Osborne support for new vocational qualifications

Published: 12:10am, 2nd November 2012
Updated: 11:07am, 2nd November 2012

New vocational qualifications in engineering will help Britain thrive in the global economy, Chancellor George Osborne has said.

The Royal Academy of Engineering is working with employers to redesign stages in the engineering diploma, known as principal learning elements, into “rigorous” new courses that will be the equivalent of one GCSE.

It is hoped the new qualifications, which are expected to be introduced in September 2014, will lead to more students forging careers in engineering.

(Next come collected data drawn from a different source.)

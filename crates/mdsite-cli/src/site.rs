//! Site generation: directory handling, templating and page rendering.
//!
//! Everything here is plain I/O around the core compiler. A build loads the
//! template and renders every Markdown page found under the content directory
//! in memory first. Only then is the destination wiped, static assets copied
//! and the pages written, so a bad template or page leaves the old site alone.

use std::collections::BTreeMap;
use std::fs;
use std::io;
use std::path::{Path, PathBuf};

use log::{debug, info, warn};
use mdsite_core::{compile_document, extract_title, MarkdownError};
use thiserror::Error;

use crate::config::SiteConfig;

pub const TITLE_PLACEHOLDER: &str = "{{ Title }}";
pub const CONTENT_PLACEHOLDER: &str = "{{ Content }}";

#[derive(Debug, Error)]
pub enum SiteError {
    #[error("I/O error on {path}: {source}")]
    Io { path: PathBuf, source: io::Error },

    #[error("template {path} is missing the {placeholder} placeholder")]
    MissingPlaceholder {
        path: PathBuf,
        placeholder: &'static str,
    },

    #[error("failed to render {path}: {source}")]
    Page {
        path: PathBuf,
        source: MarkdownError,
    },

    #[error("destination {dest} contains the build input {input}")]
    DestinationOverlap { dest: PathBuf, input: PathBuf },
}

impl SiteError {
    fn io(path: &Path, source: io::Error) -> Self {
        SiteError::Io {
            path: path.to_path_buf(),
            source,
        }
    }
}

pub type Result<T> = std::result::Result<T, SiteError>;

/// Summary of a finished build.
#[derive(Debug, Clone, Copy, Default, PartialEq, Eq)]
pub struct BuildReport {
    /// HTML pages written.
    pub pages: usize,
    /// Static files copied.
    pub assets: usize,
}

/// A page template holding `{{ Title }}` and `{{ Content }}` placeholders.
#[derive(Debug, Clone, PartialEq, Eq)]
pub struct Template {
    source: String,
}

impl Template {
    /// Wrap template text, checking that both placeholders are present.
    /// `path` is only used for error messages.
    pub fn parse(source: impl Into<String>, path: &Path) -> Result<Self> {
        let source = source.into();
        for placeholder in [TITLE_PLACEHOLDER, CONTENT_PLACEHOLDER] {
            if !source.contains(placeholder) {
                return Err(SiteError::MissingPlaceholder {
                    path: path.to_path_buf(),
                    placeholder,
                });
            }
        }
        Ok(Self { source })
    }

    pub fn load(path: &Path) -> Result<Self> {
        let source = fs::read_to_string(path).map_err(|e| SiteError::io(path, e))?;
        Self::parse(source, path)
    }

    /// Fill in the placeholders and point root-relative links at `base_path`.
    ///
    /// Placeholders are only looked up in the template text itself, so a
    /// title that happens to contain `{{ Content }}` is inserted verbatim.
    pub fn render(&self, title: &str, content: &str, base_path: &str) -> String {
        let mut page = String::with_capacity(self.source.len() + title.len() + content.len());
        let mut rest = self.source.as_str();

        loop {
            let next = [(TITLE_PLACEHOLDER, title), (CONTENT_PLACEHOLDER, content)]
                .into_iter()
                .filter_map(|(placeholder, value)| {
                    rest.find(placeholder).map(|pos| (pos, placeholder, value))
                })
                .min_by_key(|&(pos, ..)| pos);

            match next {
                Some((pos, placeholder, value)) => {
                    page.push_str(&rest[..pos]);
                    page.push_str(value);
                    rest = &rest[pos + placeholder.len()..];
                }
                None => {
                    page.push_str(rest);
                    break;
                }
            }
        }

        page.replace("href=\"/", &format!("href=\"{}", base_path))
            .replace("src=\"/", &format!("src=\"{}", base_path))
    }
}

/// Render one Markdown document into a full HTML page.
pub fn render_page(
    markdown: &str,
    template: &Template,
    base_path: &str,
) -> std::result::Result<String, MarkdownError> {
    let title = extract_title(markdown)?;
    let content = compile_document(markdown)?.to_html()?;
    Ok(template.render(&title, &content, base_path))
}

/// Remove `path` if it exists and recreate it empty.
pub fn clean_dir(path: &Path) -> Result<()> {
    if path.exists() {
        debug!("removing {}", path.display());
        fs::remove_dir_all(path).map_err(|e| SiteError::io(path, e))?;
    }
    fs::create_dir_all(path).map_err(|e| SiteError::io(path, e))
}

/// Copy every file under `from` into `to`, recreating subdirectories.
/// Returns the number of files copied.
pub fn copy_dir_recursive(from: &Path, to: &Path) -> Result<usize> {
    fs::create_dir_all(to).map_err(|e| SiteError::io(to, e))?;

    let mut copied = 0;
    for entry in sorted_entries(from)? {
        let target = to.join(entry.file_name().unwrap_or_default());
        if entry.is_dir() {
            copied += copy_dir_recursive(&entry, &target)?;
        } else {
            info!("copying {} -> {}", entry.display(), target.display());
            fs::copy(&entry, &target).map_err(|e| SiteError::io(&entry, e))?;
            copied += 1;
        }
    }
    Ok(copied)
}

/// Find every `.md` file under `root`, keyed by its path relative to `root`.
pub fn discover_markdown(root: &Path) -> Result<BTreeMap<PathBuf, String>> {
    let mut pages = BTreeMap::new();
    collect_markdown(root, root, &mut pages)?;
    Ok(pages)
}

fn collect_markdown(root: &Path, dir: &Path, pages: &mut BTreeMap<PathBuf, String>) -> Result<()> {
    for entry in sorted_entries(dir)? {
        if entry.is_dir() {
            collect_markdown(root, &entry, pages)?;
        } else if entry.extension().is_some_and(|ext| ext == "md") {
            let markdown = fs::read_to_string(&entry).map_err(|e| SiteError::io(&entry, e))?;
            let relative = entry.strip_prefix(root).unwrap_or(&entry).to_path_buf();
            pages.insert(relative, markdown);
        }
    }
    Ok(())
}

fn sorted_entries(dir: &Path) -> Result<Vec<PathBuf>> {
    let mut entries = fs::read_dir(dir)
        .map_err(|e| SiteError::io(dir, e))?
        .map(|entry| entry.map(|e| e.path()))
        .collect::<io::Result<Vec<_>>>()
        .map_err(|e| SiteError::io(dir, e))?;
    entries.sort();
    Ok(entries)
}

/// Canonical form of `path`, or `None` if it doesn't exist.
fn canonical(path: &Path) -> Result<Option<PathBuf>> {
    match path.canonicalize() {
        Ok(path) => Ok(Some(path)),
        Err(e) if e.kind() == io::ErrorKind::NotFound => Ok(None),
        Err(e) => Err(SiteError::io(path, e)),
    }
}

/// Canonical form of a path that may not exist yet: its nearest existing
/// ancestor is canonicalized and the missing components appended.
fn resolve(path: &Path) -> Result<PathBuf> {
    let mut missing = Vec::new();
    let mut current = path;
    loop {
        if let Some(base) = canonical(current)? {
            return Ok(missing.iter().rev().fold(base, |acc, name| acc.join(name)));
        }
        match (current.parent(), current.file_name()) {
            (Some(parent), Some(name)) => {
                missing.push(name);
                current = if parent.as_os_str().is_empty() {
                    Path::new(".")
                } else {
                    parent
                };
            }
            _ => return Err(SiteError::io(path, io::ErrorKind::NotFound.into())),
        }
    }
}

/// Refuse a destination that is, or is an ancestor of, one of the build
/// inputs, since cleaning it would delete them. A destination inside the
/// static directory is refused too: copying assets would recurse into it.
pub fn check_destination(config: &SiteConfig) -> Result<()> {
    let dest = resolve(&config.dest_dir)?;
    let overlap = |input: &PathBuf| SiteError::DestinationOverlap {
        dest: config.dest_dir.clone(),
        input: input.clone(),
    };

    for input in [&config.content_dir, &config.static_dir, &config.template] {
        if let Some(resolved) = canonical(input)? {
            if resolved.starts_with(&dest) {
                return Err(overlap(input));
            }
        }
    }
    if let Some(static_dir) = canonical(&config.static_dir)? {
        if dest.starts_with(&static_dir) {
            return Err(overlap(&config.static_dir));
        }
    }
    Ok(())
}

/// Build the whole site described by `config`.
///
/// Nothing on disk changes until the template has loaded, every page has
/// rendered and the destination has been checked against the inputs.
pub fn build_site(config: &SiteConfig) -> Result<BuildReport> {
    let template = Template::load(&config.template)?;

    let mut pages = Vec::new();
    for (relative, markdown) in discover_markdown(&config.content_dir)? {
        let source_path = config.content_dir.join(&relative);
        let page = render_page(&markdown, &template, &config.base_path)
            .map_err(|source| SiteError::Page {
                path: source_path.clone(),
                source,
            })?;
        pages.push((source_path, relative.with_extension("html"), page));
    }
    debug!("rendered {} page(s) in memory", pages.len());

    check_destination(config)?;
    clean_dir(&config.dest_dir)?;

    let mut report = BuildReport::default();
    if config.static_dir.is_dir() {
        report.assets = copy_dir_recursive(&config.static_dir, &config.dest_dir)?;
    } else {
        warn!(
            "static directory {} not found, skipping assets",
            config.static_dir.display()
        );
    }

    for (source_path, relative, page) in pages {
        let dest_path = config.dest_dir.join(relative);
        if let Some(parent) = dest_path.parent() {
            fs::create_dir_all(parent).map_err(|e| SiteError::io(parent, e))?;
        }
        fs::write(&dest_path, page).map_err(|e| SiteError::io(&dest_path, e))?;
        info!(
            "generated {} -> {}",
            source_path.display(),
            dest_path.display()
        );
        report.pages += 1;
    }

    Ok(report)
}
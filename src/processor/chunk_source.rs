//! Chunked reading of trip records
//!
//! Pulls bounded batches of raw rows from a CSV input in source order. Only
//! one chunk of raw rows is alive at a time; it is dropped once folded.
//!
//! Records are read as bytes. Encoding problems surface per field during
//! normalization, so only read failures end the input.

use crate::error::{Result, TripError};
use crate::models::RawRow;
use crate::normalizer::ColumnMapping;
use csv::{ByteRecordsIntoIter, ReaderBuilder};
use std::fs::File;
use std::io::{BufReader, Read};
use std::path::Path;
use tracing::debug;

/// A lazily consumed, ordered sequence of raw row chunks
pub trait ChunkSource {
    /// Column positions shared by every row this source yields
    fn column_mapping(&self) -> &ColumnMapping;

    /// Next chunk in source order, `None` once the input is exhausted
    fn next_chunk(&mut self) -> Result<Option<Vec<RawRow>>>;
}

/// Chunk source over CSV text with a header row
pub struct CsvChunkSource<R: Read> {
    records: ByteRecordsIntoIter<R>,
    mapping: ColumnMapping,
    chunk_size: usize,
    rows_read: u64,
    exhausted: bool,
}

impl CsvChunkSource<BufReader<File>> {
    /// Open a CSV file on disk
    pub fn from_path(path: &Path, chunk_size: usize) -> Result<Self> {
        if !path.is_file() {
            return Err(TripError::InputNotFound {
                path: path.to_path_buf(),
            });
        }
        let file = File::open(path)?;
        debug!("Opened trip input {}", path.display());
        Self::new(BufReader::with_capacity(64 * 1024, file), chunk_size)
    }
}

impl<R: Read> CsvChunkSource<R> {
    /// Wrap a reader, resolving the required columns from its header row
    pub fn new(reader: R, chunk_size: usize) -> Result<Self> {
        if chunk_size == 0 {
            return Err(TripError::configuration("chunk_size must be at least 1"));
        }

        let mut csv_reader = ReaderBuilder::new()
            .has_headers(true)
            .flexible(true)
            .from_reader(reader);

        let headers = csv_reader.headers()?.clone();
        let mapping = ColumnMapping::from_headers(&headers)?;
        debug!(
            "Resolved {} required columns from a {} column header",
            crate::constants::columns::REQUIRED.len(),
            mapping.column_count()
        );

        Ok(Self {
            records: csv_reader.into_byte_records(),
            mapping,
            chunk_size,
            rows_read: 0,
            exhausted: false,
        })
    }

    /// Rows handed out so far
    pub fn rows_read(&self) -> u64 {
        self.rows_read
    }
}

impl<R: Read> ChunkSource for CsvChunkSource<R> {
    fn column_mapping(&self) -> &ColumnMapping {
        &self.mapping
    }

    fn next_chunk(&mut self) -> Result<Option<Vec<RawRow>>> {
        if self.exhausted {
            return Ok(None);
        }

        let mut chunk = Vec::with_capacity(self.chunk_size.min(crate::constants::DEFAULT_CHUNK_SIZE));
        while chunk.len() < self.chunk_size {
            match self.records.next() {
                Some(record) => {
                    let record = record.inspect_err(|_| self.exhausted = true)?;
                    self.rows_read += 1;
                    chunk.push(RawRow::new(self.rows_read, record));
                }
                None => {
                    self.exhausted = true;
                    break;
                }
            }
        }

        Ok((!chunk.is_empty()).then_some(chunk))
    }
}
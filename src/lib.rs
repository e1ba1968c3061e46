//! Taxi Trip Aggregator Library
//!
//! Streams NYC yellow taxi trip records in fixed-size chunks and folds them
//! into three summary reports:
//! - Shortest and longest valid trip per pickup date and time of day
//! - Total, tip and toll sums for the JFK, Newark and Nassau/WC rate codes
//! - Average passenger count per pickup date and pickup location
//!
//! Accumulator state is bounded by the number of distinct report keys, so
//! results never depend on the chunk size and memory never depends on the
//! input size. Rows that cannot be normalized are logged and skipped.

pub mod accumulator;
pub mod cli;
pub mod config;
pub mod constants;
pub mod error;
pub mod models;
pub mod normalizer;
pub mod processor;
pub mod report;

#[cfg(test)]
mod test_helpers;

// Re-export commonly used types
pub use config::{AggregatorConfig, OutputFormat};
pub use error::{Result, TripError};
pub use models::{
    AirportAmountsRow, AirportCategory, DistanceSummaryRow, ParseFailure, PassengerAverageRow,
    RawRow, TimeOfDay, TripRecord,
};
pub use processor::{AggregationDriver, AggregationRun, RunStats};
pub use report::{FinalReports, Report, ReportKind};
//! Header resolution for trip record columns
//!
//! Columns are consumed by name. The mapping is built once per input from the
//! header row so each field lookup during normalization is an index access.

use crate::constants::columns;
use crate::error::{Result, TripError};
use csv::StringRecord;
use std::collections::HashMap;

/// Resolved positions of the columns the normalizer reads
#[derive(Debug, Clone, PartialEq, Eq)]
pub struct ColumnMapping {
    /// Column name to index mapping for the whole header
    pub name_to_index: HashMap<String, usize>,

    pub trip_distance: usize,
    pub pickup_datetime: usize,
    pub dropoff_datetime: usize,
    pub rate_code_id: usize,
    pub total_amount: usize,
    pub tip_amount: usize,
    pub tolls_amount: usize,
    pub passenger_count: usize,
    pub pickup_location_id: usize,
}

impl ColumnMapping {
    /// Build the mapping from a header row, failing on the first required column
    /// that is absent
    pub fn from_headers(headers: &StringRecord) -> Result<Self> {
        let mut name_to_index = HashMap::new();
        for (index, header) in headers.iter().enumerate() {
            // First occurrence wins for duplicated names
            name_to_index
                .entry(header.trim().to_string())
                .or_insert(index);
        }

        let require = |column: &str| -> Result<usize> {
            name_to_index
                .get(column)
                .copied()
                .ok_or_else(|| TripError::missing_column(column))
        };

        Ok(Self {
            trip_distance: require(columns::TRIP_DISTANCE)?,
            pickup_datetime: require(columns::PICKUP_DATETIME)?,
            dropoff_datetime: require(columns::DROPOFF_DATETIME)?,
            rate_code_id: require(columns::RATE_CODE_ID)?,
            total_amount: require(columns::TOTAL_AMOUNT)?,
            tip_amount: require(columns::TIP_AMOUNT)?,
            tolls_amount: require(columns::TOLLS_AMOUNT)?,
            passenger_count: require(columns::PASSENGER_COUNT)?,
            pickup_location_id: require(columns::PICKUP_LOCATION_ID)?,
            name_to_index,
        })
    }

    /// Number of columns in the header
    pub fn column_count(&self) -> usize {
        self.name_to_index.len()
    }
}
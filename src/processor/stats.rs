//! Run statistics for chunked aggregation
//!
//! Tracks how many rows were read, folded and skipped so that a run where
//! every row failed can be told apart from a run with no matching trips.

use crate::accumulator::FoldOutcome;
use crate::constants::DEFAULT_MAX_REPORTED_FAILURES;
use crate::models::ParseFailure;
use serde::Serialize;

/// Counters collected while folding chunks
#[derive(Debug, Clone, PartialEq, Serialize)]
pub struct RunStats {
    /// Number of chunks pulled from the source
    pub chunks_processed: usize,

    /// Total number of data rows encountered
    pub rows_read: u64,

    /// Rows normalized and folded into the accumulators
    pub rows_normalized: u64,

    /// Rows skipped because they could not be normalized
    pub rows_failed: u64,

    /// Normalized rows that passed the distance validity filter
    pub distance_eligible: u64,

    /// Normalized rows whose rate code mapped to an airport category
    pub airport_trips: u64,

    /// First failure messages, capped at `max_reported_failures`
    pub failures: Vec<String>,

    #[serde(skip)]
    max_reported_failures: usize,
}

impl RunStats {
    /// Create new empty statistics retaining up to `max_reported_failures` messages
    pub fn new(max_reported_failures: usize) -> Self {
        Self {
            chunks_processed: 0,
            rows_read: 0,
            rows_normalized: 0,
            rows_failed: 0,
            distance_eligible: 0,
            airport_trips: 0,
            failures: Vec::new(),
            max_reported_failures,
        }
    }

    pub fn record_failure(&mut self, failure: &ParseFailure) {
        self.rows_read += 1;
        self.rows_failed += 1;
        if self.failures.len() < self.max_reported_failures {
            self.failures.push(failure.to_string());
        }
    }

    pub fn record_fold(&mut self, outcome: FoldOutcome) {
        self.rows_read += 1;
        self.rows_normalized += 1;
        if outcome.distance_eligible {
            self.distance_eligible += 1;
        }
        if outcome.airport_category.is_some() {
            self.airport_trips += 1;
        }
    }

    /// Percentage of rows that normalized successfully
    pub fn success_rate(&self) -> f64 {
        if self.rows_read == 0 {
            0.0
        } else {
            (self.rows_normalized as f64 / self.rows_read as f64) * 100.0
        }
    }

    /// One-line summary for logging
    pub fn summary(&self) -> String {
        format!(
            "Aggregation Summary: {} rows in {} chunks | {} folded ({:.1}%) | \
             {} skipped | {} distance-eligible | {} airport trips",
            self.rows_read,
            self.chunks_processed,
            self.rows_normalized,
            self.success_rate(),
            self.rows_failed,
            self.distance_eligible,
            self.airport_trips
        )
    }
}

impl Default for RunStats {
    fn default() -> Self {
        Self::new(DEFAULT_MAX_REPORTED_FAILURES)
    }
}
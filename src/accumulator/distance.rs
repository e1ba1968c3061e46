//! Shortest and longest valid trip per pickup date and time of day

use crate::models::{TimeOfDay, TripRecord};
use crate::normalizer::pickup_time_of_day;
use chrono::NaiveDate;
use std::collections::BTreeMap;

/// Distance bounds seen for one key; `shortest <= longest` always holds
#[derive(Debug, Clone, Copy, PartialEq)]
pub struct DistanceRange {
    pub shortest: f64,
    pub longest: f64,
}

impl DistanceRange {
    fn new(distance: f64) -> Self {
        Self {
            shortest: distance,
            longest: distance,
        }
    }

    fn observe(&mut self, distance: f64) {
        self.shortest = self.shortest.min(distance);
        self.longest = self.longest.max(distance);
    }
}

/// Distance extremes keyed by (pickup date, time of day)
#[derive(Debug, Clone, Default, PartialEq)]
pub struct DistanceExtremes {
    ranges: BTreeMap<(NaiveDate, TimeOfDay), DistanceRange>,
}

impl DistanceExtremes {
    pub fn new() -> Self {
        Self::default()
    }

    /// Record a trip's distance; callers are responsible for the validity filter
    pub fn record(&mut self, trip: &TripRecord) {
        let key = (trip.pickup_date(), pickup_time_of_day(trip));
        self.ranges
            .entry(key)
            .and_modify(|range| range.observe(trip.trip_distance))
            .or_insert_with(|| DistanceRange::new(trip.trip_distance));
    }

    pub fn get(&self, date: NaiveDate, time_of_day: TimeOfDay) -> Option<&DistanceRange> {
        self.ranges.get(&(date, time_of_day))
    }

    pub fn iter(&self) -> impl Iterator<Item = (&(NaiveDate, TimeOfDay), &DistanceRange)> {
        self.ranges.iter()
    }

    pub fn len(&self) -> usize {
        self.ranges.len()
    }

    pub fn is_empty(&self) -> bool {
        self.ranges.is_empty()
    }
}
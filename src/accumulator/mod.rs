//! Running aggregates folded from normalized trips
//!
//! Three independent accumulators with different eligibility rules:
//!
//! - [`distance`] - shortest/longest trip per (date, time of day), valid trips only
//! - [`airport`] - payment sums per airport category, every trip with an airport rate code
//! - [`passenger`] - passenger sums and trip counts per (date, pickup location), every trip
//!
//! Keys are only ever added. Memory grows with the number of distinct output
//! keys, never with the number of input rows.

pub mod airport;
pub mod distance;
pub mod passenger;

pub use airport::{AirportTotals, PaymentTotals};
pub use distance::{DistanceExtremes, DistanceRange};
pub use passenger::{PassengerAggregate, PassengerTally};

use crate::models::{AirportCategory, TripRecord};
use crate::normalizer::is_valid_trip;

/// How a single trip was folded into the accumulator set
#[derive(Debug, Clone, Copy, PartialEq, Eq)]
pub struct FoldOutcome {
    /// The trip passed the validity filter and updated distance extremes
    pub distance_eligible: bool,
    /// The airport category the trip's payments were added to
    pub airport_category: Option<AirportCategory>,
}

/// The three running aggregates of one run, owned by the aggregation driver
#[derive(Debug, Clone, Default, PartialEq)]
pub struct AccumulatorSet {
    pub distance: DistanceExtremes,
    pub airport: AirportTotals,
    pub passenger: PassengerAggregate,
}

impl AccumulatorSet {
    pub fn new() -> Self {
        Self::default()
    }

    /// Fold one trip into all accumulators it is eligible for
    ///
    /// Airport totals and passenger aggregates are updated unconditionally;
    /// distance extremes only when the trip passes [`is_valid_trip`].
    pub fn fold(&mut self, trip: &TripRecord) -> FoldOutcome {
        let airport_category = self.airport.record(trip);
        self.passenger.record(trip);

        let distance_eligible = is_valid_trip(trip);
        if distance_eligible {
            self.distance.record(trip);
        }

        FoldOutcome {
            distance_eligible,
            airport_category,
        }
    }

    /// True when no trip has been folded into any keyed accumulator
    pub fn is_empty(&self) -> bool {
        self.distance.is_empty() && self.passenger.is_empty()
    }
}
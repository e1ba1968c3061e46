//! Folding of one chunk into the shared accumulators
//!
//! Each row is normalized independently. A row that fails is logged with its
//! ordinal and skipped; it never stops the rows after it.

use super::stats::RunStats;
use crate::accumulator::AccumulatorSet;
use crate::models::RawRow;
use crate::normalizer::{ColumnMapping, normalize_row};
use tracing::warn;

/// Applies the normalizer to every row of a chunk and folds the successes
#[derive(Debug, Clone, Copy)]
pub struct ChunkProcessor<'a> {
    mapping: &'a ColumnMapping,
}

impl<'a> ChunkProcessor<'a> {
    pub fn new(mapping: &'a ColumnMapping) -> Self {
        Self { mapping }
    }

    /// Fold a chunk, in row order, into `accumulators`
    pub fn process_chunk(
        &self,
        chunk: &[RawRow],
        accumulators: &mut AccumulatorSet,
        stats: &mut RunStats,
    ) {
        for row in chunk {
            match normalize_row(row, self.mapping) {
                Ok(trip) => {
                    let outcome = accumulators.fold(&trip);
                    stats.record_fold(outcome);
                }
                Err(failure) => {
                    warn!("{}", failure);
                    stats.record_failure(&failure);
                }
            }
        }
        stats.chunks_processed += 1;
    }
}
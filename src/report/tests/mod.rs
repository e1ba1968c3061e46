//! Tests for report finalization and file output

Announcing the reform at the opening of a new state-of-the-art Rolls-Royce apprenticeships academy in Derby, Mr Osborne said: “If Britain is to compete and thrive in the global economy then we must lead the way in science and technology.

“These new engineering qualifications will give young people the skills that they want, and that businesses need, to be at the forefront of this race.”

Professor Matthew Harrison, director of engineering and education at the Royal Academy of Engineering, said: “I think this work will exemplify what is meant by the very best vocational education and vocationally-related qualifications that are intrinsically worthwhile.”

Terry Scuoler, chief executive of manufacturers’ organisation EEF, said: “Engineering skills are vital to many firms and the proposed qualifications will allow young people to gain in-depth knowledge and practical experience in this area while also working towards the level of English and maths required by employers.

“This will be welcomed by manufacturers who are increasingly requiring both academic attainment and relevant work experience.”

BAE Systems chairman Dick Olver, who chairs Education for Engineering, said: “The Government’s support of the updated Engineering Diploma is excellent news for the growth of the UK economy.

“This qualification has been developed with employers and provides the knowledge and skills that UK industry needs from its workforce. We need 1.3 million people in science and engineering jobs by 2020 to maintain the economy.”